平出 変形性膝関節症の特徴は、動き始めると痛くなるけれど歩いていると治まる、階段の昇降、特に降りるのがつらい、膝を曲げるのがつらく、腫れて水がたまったりすることもあります。半月板損傷や、血流の障害によって起こる大腿骨頭壊死症でも似たような痛みが生じてくることがありますから、早めに整形外科を受診して原因を調べてもらいましょう。

どんな治療法がありますか?

上野 膝が痛いからと大事にし過ぎてじっとしていると、よけいに悪くなります。膝周りの筋肉を強化することと減量、この二つが症状を軽くする基本です。ふとものの筋力が弱いと膝により負担がかかりますから、大腿四頭筋を強化する運動を中心に行ってください。
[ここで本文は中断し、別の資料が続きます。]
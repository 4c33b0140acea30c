//! The mapping-phase configuration: which profile pairs to compare, which
//! components are catalogued with their KCD axes, and where each side's
//! schema paths live.

use serde::Deserialize;
use std::collections::HashMap;

#[derive(Debug, Clone, Deserialize)]
pub struct ProfilePair {
    #[serde(rename = "sourceProfileId")]
    pub source_profile_id: String,
    #[serde(rename = "targetProfileId")]
    pub target_profile_id: String,
}

#[derive(Debug, Clone, Deserialize)]
pub struct BieCatalogEntry {
    pub anchor: String,
    #[serde(rename = "relevantAxes", default)]
    pub relevant_axes: Vec<String>,
}

#[derive(Debug, Clone, Deserialize, Default)]
pub struct SchemaPaths {
    #[serde(default)]
    pub source: HashMap<String, String>,
    #[serde(default)]
    pub target: HashMap<String, String>,
}

#[derive(Debug, Clone, Deserialize)]
pub struct MappingConfig {
    #[serde(rename = "profilePairs")]
    pub profile_pairs: Vec<ProfilePair>,
    pub bie_catalog: HashMap<String, BieCatalogEntry>,
    #[serde(rename = "schemaPaths")]
    pub schema_paths: SchemaPaths,
}
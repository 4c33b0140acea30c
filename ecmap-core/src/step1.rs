//! Step 1 — Prefilter: per-leaf policy narrowing with defaults fill and a
//! per-tuple audit log.

use crate::assignment::Assignment;
use crate::error::{CoreError, Envelope, ErrorClass};
use crate::policy::Policy;
use crate::taxonomy::Taxonomy;
use crate::token;
use crate::tuple::{self, RawTuple, Tuple};
use crate::validate::{validate_policy, validate_taxonomy};
use serde_json::{json, Value};
use std::collections::HashMap;

pub struct PrefilteredEntry {
    pub component_id: String,
    pub tuples: Vec<Tuple>,
}

impl PrefilteredEntry {
    pub fn to_json(&self) -> Value {
        json!({
            "componentId": self.component_id,
            "tuples": self.tuples.iter().map(Tuple::to_json).collect::<Vec<_>>(),
        })
    }
}

pub struct Step1Output {
    pub prefiltered: Vec<PrefilteredEntry>,
    pub log: Vec<Value>,
}

impl Step1Output {
    pub fn to_json(&self) -> Value {
        json!({
            "prefiltered": self.prefiltered.iter().map(PrefilteredEntry::to_json).collect::<Vec<_>>(),
            "log": self.log,
        })
    }
}

fn normalize_tuple(tuple_before: &RawTuple, taxonomy: &Taxonomy) -> Result<(HashMap<String, String>, HashMap<String, String>), String> {
    let mut normalized = HashMap::new();
    let mut fills = HashMap::new();
    for key in &taxonomy.keys {
        if let Some(value) = tuple_before.get(key) {
            match value.as_str() {
                Some(s) => {
                    normalized.insert(key.clone(), s.to_string());
                }
                None => return Err(format!("invalid-token-type:{key}")),
            }
        } else if let Some(default) = taxonomy.defaults.get(key) {
            normalized.insert(key.clone(), default.clone());
            fills.insert(key.clone(), default.clone());
        } else {
            return Err(format!("missing-key-no-default:{key}"));
        }
    }
    Ok((normalized, fills))
}

/// Does `legal` match `normalized` on every policy key? Missing legal keys
/// fall back to the normalized tuple's own token (meet-with-self, always
/// defined), so only keys the legal tuple actually constrains can reject a
/// match.
fn matches_policy_keys(normalized: &HashMap<String, String>, legal: &RawTuple, policy_keys: &[String], taxonomy: &Taxonomy) -> bool {
    policy_keys.iter().all(|key| {
        let left = &normalized[key];
        let right = legal.get(key).and_then(Value::as_str).unwrap_or(left);
        let placeholder = &taxonomy.placeholders[key];
        token::meet_token(left, right, placeholder, taxonomy.delimiter(), taxonomy.case_sensitive()).is_some()
    })
}

/// Full-tuple meet of a normalized (complete) tuple against a legal tuple
/// that may only constrain a subset of taxonomy keys.
fn intersect_with_legal(normalized: &HashMap<String, String>, legal: &RawTuple, taxonomy: &Taxonomy) -> Option<Tuple> {
    Tuple::build(taxonomy, |key| {
        let left = normalized.get(key)?.clone();
        let right = match legal.get(key).and_then(Value::as_str) {
            Some(r) => r.to_string(),
            None => left.clone(),
        };
        let placeholder = taxonomy.placeholders.get(key)?;
        token::meet_token(&left, &right, placeholder, taxonomy.delimiter(), taxonomy.case_sensitive())
    })
}

fn normalized_tuple_json(normalized: &HashMap<String, String>) -> Value {
    let map: serde_json::Map<String, Value> = normalized.iter().map(|(k, v)| (k.clone(), Value::String(v.clone()))).collect();
    Value::Object(map)
}

/// The pure narrowing core: assumes `assignments` has already been parsed
/// and `policy`/`taxonomy` have already passed validation.
pub fn run_step1_prefilter_core(assignments: &[Assignment], policy: &Policy, taxonomy: &Taxonomy) -> Step1Output {
    let mut prefiltered_by_component: HashMap<String, Vec<Tuple>> = HashMap::new();
    let mut component_order: Vec<String> = Vec::new();
    let mut logs = Vec::new();

    for entry in assignments {
        if !prefiltered_by_component.contains_key(&entry.component_id) {
            prefiltered_by_component.insert(entry.component_id.clone(), Vec::new());
            component_order.push(entry.component_id.clone());
        }

        for (tuple_index, tuple_before) in entry.tuples.iter().enumerate() {
            let tuple_before_json = Value::Object(tuple_before.clone().into_iter().collect());

            let (normalized, fills) = match normalize_tuple(tuple_before, taxonomy) {
                Ok(pair) => pair,
                Err(reason) => {
                    logs.push(json!({
                        "componentId": entry.component_id,
                        "tupleIndex": tuple_index,
                        "action": "dropped",
                        "fills": {},
                        "witnesses": [],
                        "tupleBefore": tuple_before_json,
                        "tuplesAfter": [],
                        "reason": reason,
                    }));
                    continue;
                }
            };

            let mut witnesses = Vec::new();
            let mut narrowed = Vec::new();
            for (witness_index, legal_tuple) in policy.legal_tuples.iter().enumerate() {
                if !matches_policy_keys(&normalized, legal_tuple, &policy.policy_keys, taxonomy) {
                    continue;
                }
                if let Some(narrowed_tuple) = intersect_with_legal(&normalized, legal_tuple, taxonomy) {
                    witnesses.push(witness_index);
                    narrowed.push(narrowed_tuple);
                }
            }
            narrowed = tuple::dedup_exact(narrowed);

            if narrowed.is_empty() {
                logs.push(json!({
                    "componentId": entry.component_id,
                    "tupleIndex": tuple_index,
                    "action": "dropped",
                    "fills": normalized_tuple_json(&fills),
                    "witnesses": [],
                    "tupleBefore": tuple_before_json,
                    "tuplesAfter": [],
                    "reason": "no-legal-match",
                }));
                continue;
            }

            prefiltered_by_component.get_mut(&entry.component_id).unwrap().extend(narrowed.iter().cloned());
            logs.push(json!({
                "componentId": entry.component_id,
                "tupleIndex": tuple_index,
                "action": "kept-multi",
                "fills": normalized_tuple_json(&fills),
                "witnesses": witnesses,
                "tupleBefore": tuple_before_json,
                "tuplesAfter": narrowed.iter().map(Tuple::to_json).collect::<Vec<_>>(),
            }));
        }
    }

    let prefiltered = component_order
        .into_iter()
        .filter_map(|component_id| {
            let deduped = tuple::dedup_exact(prefiltered_by_component.remove(&component_id).unwrap_or_default());
            if deduped.is_empty() {
                None
            } else {
                Some(PrefilteredEntry { component_id, tuples: deduped })
            }
        })
        .collect();

    Step1Output { prefiltered, log: logs }
}

/// Parses a raw assignment list the way Step 1 alone expects it: objects
/// with `componentId` and an optional `tuples` array, with no cross-check
/// against a component graph (that belongs to full bundle validation).
fn parse_raw_assignments(value: &Value) -> Result<Vec<Assignment>, CoreError> {
    let items = value.as_array().ok_or_else(|| CoreError::validation("assignedBusinessContext must be an array"))?;
    let mut out = Vec::with_capacity(items.len());
    for item in items {
        let map = item.as_object().ok_or_else(|| CoreError::validation("assignment entry must be object"))?;
        let component_id = map
            .get("componentId")
            .ok_or_else(|| CoreError::runtime("componentId"))?
            .as_str()
            .ok_or_else(|| CoreError::validation("componentId must be a string"))?
            .to_string();
        let tuples = match map.get("tuples") {
            Some(v) => {
                let arr = v.as_array().ok_or_else(|| CoreError::validation("tuples must be an array"))?;
                let mut ts = Vec::with_capacity(arr.len());
                for t in arr {
                    let obj = t.as_object().ok_or_else(|| CoreError::validation("tuple must be object"))?;
                    let raw: RawTuple = obj.clone().into_iter().collect();
                    ts.push(raw);
                }
                ts
            }
            None => Vec::new(),
        };
        out.push(Assignment { component_id, tuples });
    }
    Ok(out)
}

/// Raw entry point: validates `policy`/`taxonomy` itself so Step 1 can be
/// driven standalone, the way a reimplementation's own test suite would.
pub fn run_step1_prefilter(assignments: &Value, policy: &Value, taxonomy: &Value) -> Result<Step1Output, CoreError> {
    let taxonomy = validate_taxonomy(taxonomy).map_err(CoreError::validation)?;
    let policy = validate_policy(policy, &taxonomy).map_err(CoreError::validation)?;
    let assignments = parse_raw_assignments(assignments)?;
    Ok(run_step1_prefilter_core(&assignments, &policy, &taxonomy))
}

pub fn run_step1_prefilter_safe(assignments: &Value, policy: &Value, taxonomy: &Value) -> Result<Step1Output, Envelope> {
    run_step1_prefilter(assignments, policy, taxonomy)
        .map_err(|err| Envelope::with_stage(ErrorClass::Step1, err.to_string(), err.stage()))
}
関節の変形が初期の段階なら、筋トレだけでも十分に改善しますから、しっかり目的意識をもって筋肉強化トレーニングを続けてください。ヒアルロン酸の注射も効果があります。一般的には月に1~2回程度の患部注射で、膝の動きがスムーズになる人も多いですね。

サポート装具

サポート装具

平出 もしO脚があれば、サポート装具などを使って膝への負担を軽くする方法を取る場合もあります。若いうちからO脚気味の人は、加齢や過体重が重なってくるにつれてさらにO脚が進みます。膝の一部分にだけ重心がかかり軟骨が傷んできますから、早め早めに手立てをしておいたほうがいいでしょう。筋トレは、膝関節を守る大事な予防法にもなります。

脚を修正する高位脛骨骨切り術

高位脛骨骨切り術(HTO)

高位脛骨骨切り術(HTO)

上野 まずは保存療法を頑張って、それでも進行していく場合は手術になりますが、手術にもいくつかの方法があります。関節鏡を使って関節の中をきれいにする方法や、高位脛骨骨切り術(HTO)、重度であれば人工膝関節置換術が行われます。

平出 40 代、50 代の、まだ活動的でスポーツもやりたいという人には高位脛骨骨切り術を勧めています。膝の内側の骨を切って開きプレートを入れてO脚を修正、全体の形をX脚に持っていく手術です。軟骨が減っている部分にさらに重心が通らないように調整するのですが、残っている軟骨が再生するケースもあります。